═════ EXTRACTED RECORDS

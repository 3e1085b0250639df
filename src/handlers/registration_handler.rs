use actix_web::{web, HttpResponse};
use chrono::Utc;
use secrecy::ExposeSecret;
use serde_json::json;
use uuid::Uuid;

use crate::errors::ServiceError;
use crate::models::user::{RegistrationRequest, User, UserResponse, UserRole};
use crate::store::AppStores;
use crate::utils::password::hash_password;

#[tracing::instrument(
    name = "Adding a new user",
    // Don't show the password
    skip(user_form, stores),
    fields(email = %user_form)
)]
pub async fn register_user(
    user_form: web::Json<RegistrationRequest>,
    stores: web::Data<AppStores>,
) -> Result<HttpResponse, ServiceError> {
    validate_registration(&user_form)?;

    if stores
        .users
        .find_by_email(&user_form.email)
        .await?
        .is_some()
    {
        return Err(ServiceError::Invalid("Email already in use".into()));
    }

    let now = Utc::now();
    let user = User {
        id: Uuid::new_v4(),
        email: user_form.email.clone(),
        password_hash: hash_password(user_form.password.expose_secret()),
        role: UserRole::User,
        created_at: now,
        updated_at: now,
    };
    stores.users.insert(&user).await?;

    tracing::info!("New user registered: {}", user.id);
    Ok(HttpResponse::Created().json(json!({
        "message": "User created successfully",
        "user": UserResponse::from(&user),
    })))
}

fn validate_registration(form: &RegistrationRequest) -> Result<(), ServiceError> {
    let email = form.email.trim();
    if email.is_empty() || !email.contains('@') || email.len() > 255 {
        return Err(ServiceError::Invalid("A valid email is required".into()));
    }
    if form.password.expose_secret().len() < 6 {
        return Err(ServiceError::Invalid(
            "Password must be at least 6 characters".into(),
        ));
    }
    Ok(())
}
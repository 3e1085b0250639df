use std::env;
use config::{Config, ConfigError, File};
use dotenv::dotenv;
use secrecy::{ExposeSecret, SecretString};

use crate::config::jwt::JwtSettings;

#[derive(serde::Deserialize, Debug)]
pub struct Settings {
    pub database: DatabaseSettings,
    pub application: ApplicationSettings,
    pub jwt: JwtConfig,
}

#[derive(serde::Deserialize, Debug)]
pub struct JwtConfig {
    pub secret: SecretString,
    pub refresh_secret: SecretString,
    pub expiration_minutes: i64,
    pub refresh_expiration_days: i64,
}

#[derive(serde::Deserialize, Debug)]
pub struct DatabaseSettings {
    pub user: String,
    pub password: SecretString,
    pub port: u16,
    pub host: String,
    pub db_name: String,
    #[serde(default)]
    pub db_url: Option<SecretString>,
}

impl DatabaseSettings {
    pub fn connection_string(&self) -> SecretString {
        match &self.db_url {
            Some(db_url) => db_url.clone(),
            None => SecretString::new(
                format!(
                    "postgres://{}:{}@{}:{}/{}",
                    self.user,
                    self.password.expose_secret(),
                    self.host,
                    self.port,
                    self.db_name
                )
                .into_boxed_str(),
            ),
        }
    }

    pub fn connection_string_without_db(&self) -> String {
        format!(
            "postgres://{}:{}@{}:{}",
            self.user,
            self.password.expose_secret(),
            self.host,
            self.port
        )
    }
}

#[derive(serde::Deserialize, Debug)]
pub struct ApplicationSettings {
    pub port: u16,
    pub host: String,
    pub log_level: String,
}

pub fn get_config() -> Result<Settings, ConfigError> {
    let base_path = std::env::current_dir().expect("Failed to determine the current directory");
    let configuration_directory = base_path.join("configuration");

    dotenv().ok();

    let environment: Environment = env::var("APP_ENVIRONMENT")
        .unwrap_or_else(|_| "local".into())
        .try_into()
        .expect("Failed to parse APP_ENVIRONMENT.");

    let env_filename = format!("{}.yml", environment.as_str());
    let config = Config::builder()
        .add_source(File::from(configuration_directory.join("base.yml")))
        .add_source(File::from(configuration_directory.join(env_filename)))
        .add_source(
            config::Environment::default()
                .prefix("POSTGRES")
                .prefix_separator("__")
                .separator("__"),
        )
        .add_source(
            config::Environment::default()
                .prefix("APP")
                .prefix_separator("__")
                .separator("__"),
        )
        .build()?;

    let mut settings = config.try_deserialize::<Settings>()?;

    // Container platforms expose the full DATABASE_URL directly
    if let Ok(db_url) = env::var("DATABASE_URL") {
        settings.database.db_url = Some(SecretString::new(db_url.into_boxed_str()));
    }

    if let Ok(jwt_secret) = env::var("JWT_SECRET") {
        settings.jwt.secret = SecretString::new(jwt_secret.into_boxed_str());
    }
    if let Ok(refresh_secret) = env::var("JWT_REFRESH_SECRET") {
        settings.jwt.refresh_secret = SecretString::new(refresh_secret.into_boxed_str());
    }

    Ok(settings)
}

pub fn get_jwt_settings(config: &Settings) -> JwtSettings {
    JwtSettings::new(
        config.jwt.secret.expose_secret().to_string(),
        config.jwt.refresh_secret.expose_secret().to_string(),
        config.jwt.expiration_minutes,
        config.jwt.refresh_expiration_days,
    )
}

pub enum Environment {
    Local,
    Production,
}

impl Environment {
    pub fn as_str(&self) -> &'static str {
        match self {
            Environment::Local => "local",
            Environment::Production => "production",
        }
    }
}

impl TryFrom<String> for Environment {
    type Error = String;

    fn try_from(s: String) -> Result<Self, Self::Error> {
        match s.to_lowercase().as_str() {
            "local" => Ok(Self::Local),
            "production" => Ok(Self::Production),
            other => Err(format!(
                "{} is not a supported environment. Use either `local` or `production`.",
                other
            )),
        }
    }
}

══════════

• [WORK TO COMPLETE]
Please return the records above in their exact form.

• [SOLUTION FOR THIS EXERCISE]
repository 3e1085b0250639df
filename src/handlers/registration_handler.rs
use actix_web::{web, HttpResponse};
use chrono::Utc;
use secrecy::ExposeSecret;
use serde_json::json;
use uuid::Uuid;

use crate::errors::ServiceError;
use crate::models::user::{RegistrationRequest, User, UserResponse, UserRole};
use crate::store::AppStores;
use crate::utils::password::hash_password;

#[tracing::instrument(
    name = "Adding a new user",
    // Don't show the password
    skip(user_form, stores),
    fields(email = %user_form)
)]
pub async fn register_user(
    user_form: web::Json<RegistrationRequest>,
    stores: web::Data<AppStores>,
) -> Result<HttpResponse, ServiceError> {
    validate_registration(&user_form)?;

    if stores
        .users
        .find_by_email(&user_form.email)
        .await?
        .is_some()
    {
        return Err(ServiceError::Invalid("Email already in use".into()));
    }

    let now = Utc::now();
    let user = User {
        id: Uuid::new_v4(),
        email: user_form.email.clone(),
        password_hash: hash_password(user_form.password.expose_secret()),
        role: UserRole::User,
        created_at: now,
        updated_at: now,
    };
    stores.users.insert(&user).await?;

    tracing::info!("New user registered: {}", user.id);
    Ok(HttpResponse::Created().json(json!({
        "message": "User created successfully",
        "user": UserResponse::from(&user),
    })))
}

fn validate_registration(form: &RegistrationRequest) -> Result<(), ServiceError> {
    let email = form.email.trim();
    if email.is_empty() || !email.contains('@') || email.len() > 255 {
        return Err(ServiceError::Invalid("A valid email is required".into()));
    }
    if form.password.expose_secret().len() < 6 {
        return Err(ServiceError::Invalid(
            "Password must be at least 6 characters".into(),
        ));
    }
    Ok(())
}
repository 3e1085b0250639df
use std::env;
use config::{Config, ConfigError, File};
use dotenv::dotenv;
use secrecy::{ExposeSecret, SecretString};

use crate::config::jwt::JwtSettings;

#[derive(serde::Deserialize, Debug)]
pub struct Settings {
    pub database: DatabaseSettings,
    pub application: ApplicationSettings,
    pub jwt: JwtConfig,
}

#[derive(serde::Deserialize, Debug)]
pub struct JwtConfig {
    pub secret: SecretString,
    pub refresh_secret: SecretString,
    pub expiration_minutes: i64,
    pub refresh_expiration_days: i64,
}

#[derive(serde::Deserialize, Debug)]
pub struct DatabaseSettings {
    pub user: String,
    pub password: SecretString,
    pub port: u16,
    pub host: String,
    pub db_name: String,
    #[serde(default)]
    pub db_url: Option<SecretString>,
}

impl DatabaseSettings {
    pub fn connection_string(&self) -> SecretString {
        match &self.db_url {
            Some(db_url) => db_url.clone(),
            None => SecretString::new(
                format!(
                    "postgres://{}:{}@{}:{}/{}",
                    self.user,
                    self.password.expose_secret(),
                    self.host,
                    self.port,
                    self.db_name
                )
                .into_boxed_str(),
            ),
        }
    }

    pub fn connection_string_without_db(&self) -> String {
        format!(
            "postgres://{}:{}@{}:{}",
            self.user,
            self.password.expose_secret(),
            self.host,
            self.port
        )
    }
}

#[derive(serde::Deserialize, Debug)]
pub struct ApplicationSettings {
    pub port: u16,
    pub host: String,
    pub log_level: String,
}

pub fn get_config() -> Result<Settings, ConfigError> {
    let base_path = std::env::current_dir().expect("Failed to determine the current directory");
    let configuration_directory = base_path.join("configuration");

    dotenv().ok();

    let environment: Environment = env::var("APP_ENVIRONMENT")
        .unwrap_or_else(|_| "local".into())
        .try_into()
        .expect("Failed to parse APP_ENVIRONMENT.");

    let env_filename = format!("{}.yml", environment.as_str());
    let config = Config::builder()
        .add_source(File::from(configuration_directory.join("base.yml")))
        .add_source(File::from(configuration_directory.join(env_filename)))
        .add_source(
            config::Environment::default()
                .prefix("POSTGRES")
                .prefix_separator("__")
                .separator("__"),
        )
        .add_source(
            config::Environment::default()
                .prefix("APP")
                .prefix_separator("__")
                .separator("__"),
        )
        .build()?;

    let mut settings = config.try_deserialize::<Settings>()?;

    // Container platforms expose the full DATABASE_URL directly
    if let Ok(db_url) = env::var("DATABASE_URL") {
        settings.database.db_url = Some(SecretString::new(db_url.into_boxed_str()));
    }

    if let Ok(jwt_secret) = env::var("JWT_SECRET") {
        settings.jwt.secret = SecretString::new(jwt_secret.into_boxed_str());
    }
    if let Ok(refresh_secret) = env::var("JWT_REFRESH_SECRET") {
        settings.jwt.refresh_secret = SecretString::new(refresh_secret.into_boxed_str());
    }

    Ok(settings)
}

pub fn get_jwt_settings(config: &Settings) -> JwtSettings {
    JwtSettings::new(
        config.jwt.secret.expose_secret().to_string(),
        config.jwt.refresh_secret.expose_secret().to_string(),
        config.jwt.expiration_minutes,
        config.jwt.refresh_expiration_days,
    )
}

pub enum Environment {
    Local,
    Production,
}

impl Environment {
    pub fn as_str(&self) -> &'static str {
        match self {
            Environment::Local => "local",
            Environment::Production => "production",
        }
    }
}

impl TryFrom<String> for Environment {
    type Error = String;

    fn try_from(s: String) -> Result<Self, Self::Error> {
        match s.to_lowercase().as_str() {
            "local" => Ok(Self::Local),
            "production" => Ok(Self::Production),
            other => Err(format!(
                "{} is not a supported environment. Use either `local` or `production`.",
                other
            )),
        }
    }
}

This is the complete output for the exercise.